[403] I have greater confidence in this conclusion, since seeing a letter from Mr. Howard Wolfe, who made the investigation of outside clearings and "total transactions" for the American Bankers' Association, to Mr. Osmund Phillips, Editor of the Annalist. Mr. Wolfe writes: "I do not believe that the experience of the New York banks would differ from that of other institutions which now supply [these figures]."
[404] My information on this point comes from Professor O. M. W. Sprague. It is corroborated by an official of the Bankers Trust Company in New York.
[405] Vide Rodney Dean, of the Fifth Avenue Bank, New York, "The Problem of Collecting Transit Items," Journal of the American Bankers' Association, Jan. 1914, p. 537. Boston inaugurated the system in 1890-1900; Kansas City five years later. Since the above was written, I have learned that New York, in recent months, has introduced the new system. This does not affect our argument regarding the figures for 1909.
[406] Since the foregoing was written, my attention has been called by Mr. Osmund Phillips, Financial Editor of the New York Times, and Editor of the Annalist, to indirect ways in which items on out of town banks sent to New York for collection will affect New York clearings. Country correspondent banks to which New York banks send these items for collection, may remit for them in four ways: (1) by sending cash; (2) by sending items on out-of-town banks, which the New York bank will send on to some other correspondent for collection; (3) by draft on the New York bank which has sent the items to be collected; (4) by draft on some other New York bank. In the last case, New York clearings are affected. The first case is not, quantitatively, important. The second and third cases would seem to be the normal types, assuming correspondent relations between New York banks and country banks to be reciprocal, since the New York bank would be disposed, as far as possible, to turn over its collection business to its own depositors among the country banks. Mr. Phillips says, however, that the fourth case is important. To the extent that this is true, our conclusion that out of town collection items do not affect New York clearings must be modified, and it becomes a matter of importance whether these items are large or small. My information, as stated above, is that Chicago exceeds New York City in this.

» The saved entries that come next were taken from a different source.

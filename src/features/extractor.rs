//! Feature extraction
//!
//! [`FeatureExtractor`] turns a waveform into a [`FeatureSet`] of
//! time-averaged descriptors and then lays the set out as a raw vector in
//! the order its recipe declares.

use log::debug;

use super::descriptors::{
    chroma_mean, mfcc_means, rms_mean, spectral_bandwidth_mean, spectral_centroid_mean,
    spectral_rolloff_mean, zero_crossing_rate_mean,
};
use super::recipe::{mfcc_key, Descriptor, FeatureLayout, FeatureRecipe};
use super::spectrum::Spectrogram;
use crate::audio::Waveform;
use crate::error::{DetectError, Result};

/// Named descriptor values in insertion order
#[derive(Debug, Clone, Default, PartialEq)]
pub struct FeatureSet {
    entries: Vec<(String, f32)>,
}

impl FeatureSet {
    pub fn new() -> Self {
        Self::default()
    }

    /// Insert a value, replacing an existing one in place
    pub fn insert(&mut self, name: impl Into<String>, value: f32) {
        let name = name.into();
        match self.entries.iter_mut().find(|(k, _)| *k == name) {
            Some(entry) => entry.1 = value,
            None => self.entries.push((name, value)),
        }
    }

    pub fn get(&self, name: &str) -> Option<f32> {
        self.entries
            .iter()
            .find(|(k, _)| k == name)
            .map(|(_, v)| *v)
    }

    pub fn len(&self) -> usize {
        self.entries.len()
    }

    pub fn is_empty(&self) -> bool {
        self.entries.is_empty()
    }

    pub fn iter(&self) -> impl Iterator<Item = (&str, f32)> {
        self.entries.iter().map(|(k, v)| (k.as_str(), *v))
    }

    /// Values in insertion order
    pub fn to_vec(&self) -> Vec<f32> {
        self.entries.iter().map(|(_, v)| *v).collect()
    }

    fn require(&self, name: &str) -> Result<f32> {
        self.get(name).ok_or_else(|| DetectError::FeatureExtraction {
            reason: format!("feature '{}' was not computed", name),
        })
    }
}

/// Computes the descriptors a recipe asks for
#[derive(Debug, Clone)]
pub struct FeatureExtractor {
    recipe: FeatureRecipe,
}

impl FeatureExtractor {
    pub fn new(recipe: FeatureRecipe) -> Self {
        Self { recipe }
    }

    pub fn recipe(&self) -> &FeatureRecipe {
        &self.recipe
    }

    /// Compute every descriptor the recipe requires.
    ///
    /// An empty waveform yields zeros. Non-finite samples are rejected.
    pub fn extract(&self, waveform: &Waveform) -> Result<FeatureSet> {
        if let Some(pos) = waveform.samples().iter().position(|s| !s.is_finite()) {
            return Err(DetectError::FeatureExtraction {
                reason: format!("waveform contains a non-finite sample at index {}", pos),
            });
        }

        let required = self.recipe.required_descriptors();
        let mut set = FeatureSet::new();

        if waveform.is_empty() {
            debug!("Empty waveform, all descriptors default to 0");
            for descriptor in &required {
                insert_zeros(&mut set, descriptor);
            }
            return Ok(set);
        }

        let config = self.recipe.spectral();
        let samples = waveform.samples();
        let spectrogram = if required.iter().any(Descriptor::is_spectral) {
            Some(Spectrogram::compute(
                samples,
                waveform.sample_rate(),
                config.n_fft,
                config.hop_length,
            ))
        } else {
            None
        };

        for descriptor in &required {
            match (descriptor, spectrogram.as_ref()) {
                (Descriptor::Rms, _) => {
                    set.insert("rms", rms_mean(samples, config.n_fft, config.hop_length))
                }
                (Descriptor::ZeroCrossingRate, _) => set.insert(
                    "zero_crossing_rate",
                    zero_crossing_rate_mean(samples, config.n_fft, config.hop_length),
                ),
                (Descriptor::Mfcc { count }, Some(spec)) => {
                    let coeffs = mfcc_means(spec, *count, config.n_mels, config.top_db);
                    for (i, c) in coeffs.into_iter().enumerate() {
                        set.insert(mfcc_key(i + 1), c);
                    }
                }
                (Descriptor::ChromaStft, Some(spec)) => set.insert("chroma_stft", chroma_mean(spec)),
                (Descriptor::SpectralCentroid, Some(spec)) => {
                    set.insert("spectral_centroid", spectral_centroid_mean(spec))
                }
                (Descriptor::SpectralBandwidth, Some(spec)) => {
                    set.insert("spectral_bandwidth", spectral_bandwidth_mean(spec))
                }
                (Descriptor::Rolloff, Some(spec)) => {
                    set.insert("rolloff", spectral_rolloff_mean(spec, config.rolloff_percent))
                }
                (_, None) => {
                    return Err(DetectError::FeatureExtraction {
                        reason: "spectrogram was not computed".to_string(),
                    })
                }
            }
        }

        if let Some((name, _)) = set.iter().find(|(_, v)| !v.is_finite()) {
            return Err(DetectError::FeatureExtraction {
                reason: format!("descriptor '{}' is not finite", name),
            });
        }

        debug!(
            "Extracted {} feature values from {:.2}s of audio",
            set.len(),
            waveform.duration_secs()
        );
        Ok(set)
    }

    /// Lay a feature set out in recipe order
    pub fn flatten(&self, set: &FeatureSet) -> Result<Vec<f32>> {
        match self.recipe.layout() {
            FeatureLayout::Flat { descriptors } => {
                let mut raw = Vec::with_capacity(self.recipe.raw_len());
                for descriptor in descriptors {
                    match descriptor {
                        Descriptor::Mfcc { count } => {
                            for i in 1..=*count {
                                raw.push(set.require(&mfcc_key(i))?);
                            }
                        }
                        other => raw.push(set.require(other.key().unwrap_or_default())?),
                    }
                }
                Ok(raw)
            }
            FeatureLayout::Named { .. } => self
                .recipe
                .fields()
                .iter()
                .map(|field| set.require(&field.key()))
                .collect(),
        }
    }

    /// Extract and flatten in one step
    pub fn extract_vector(&self, waveform: &Waveform) -> Result<Vec<f32>> {
        let set = self.extract(waveform)?;
        self.flatten(&set)
    }
}

fn insert_zeros(set: &mut FeatureSet, descriptor: &Descriptor) {
    match descriptor {
        Descriptor::Mfcc { count } => {
            for i in 1..=*count {
                set.insert(mfcc_key(i), 0.0);
            }
        }
        other => set.insert(other.key().unwrap_or_default(), 0.0),
    }
}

If, however, the Kansas City and Boston arrangements held in New York, these collection items would be represented twice in New York clearings. The fact that the items do not themselves get into the clearings remains.
Direct information regarding New York clearings is very desirable. Our indirect approach must be considered inconclusive until more detailed figures for New York City are at hand. We need figures covering all types of banks in New York, for a period of, say, a year (to allow for seasonal changes), in which deposits made by one bank in another are separated from other deposits. National banks alone would exaggerate the item of deposits by one bank in another, especially as they are the depositories of the great private banks.
[407] Or, in some cases, taking the place of cash dealings between banks and a local clearing house. On the face of it, it is incredible that balances between cities, or within cities, after the country clearing houses have done their work, should be so great as to account for a very great part of New York clearings. These balances between cities other than New York, and balances within country clearing houses, must be a minor fraction of country clearings, and country clearings are little more than half of New York clearings. Ordinary commerce, as shown in chapter XIII, cannot give rise to great sums in the aggregate, to say nothing of giving rise to great balances.
[408] The whole thing is summed up on p. 25 of the Comptroller's Report for 1892.
[409] Cf. Kemmerer, Money and Credit Instruments, p. 117.
[410] Annalist, July 6, 1914, p. 8. The editor of the Annalist gives me the following information: data for twenty banks, six in New York and fourteen in Chicago, Philadelphia, Boston, and St. Louis, for the week, Aug. 28-Sept. 2, 1916, show that clearings are 71% of "total transactions" in New York, and about 40% in the other cities. These figures are all for national banks, except for one bank in St. Louis.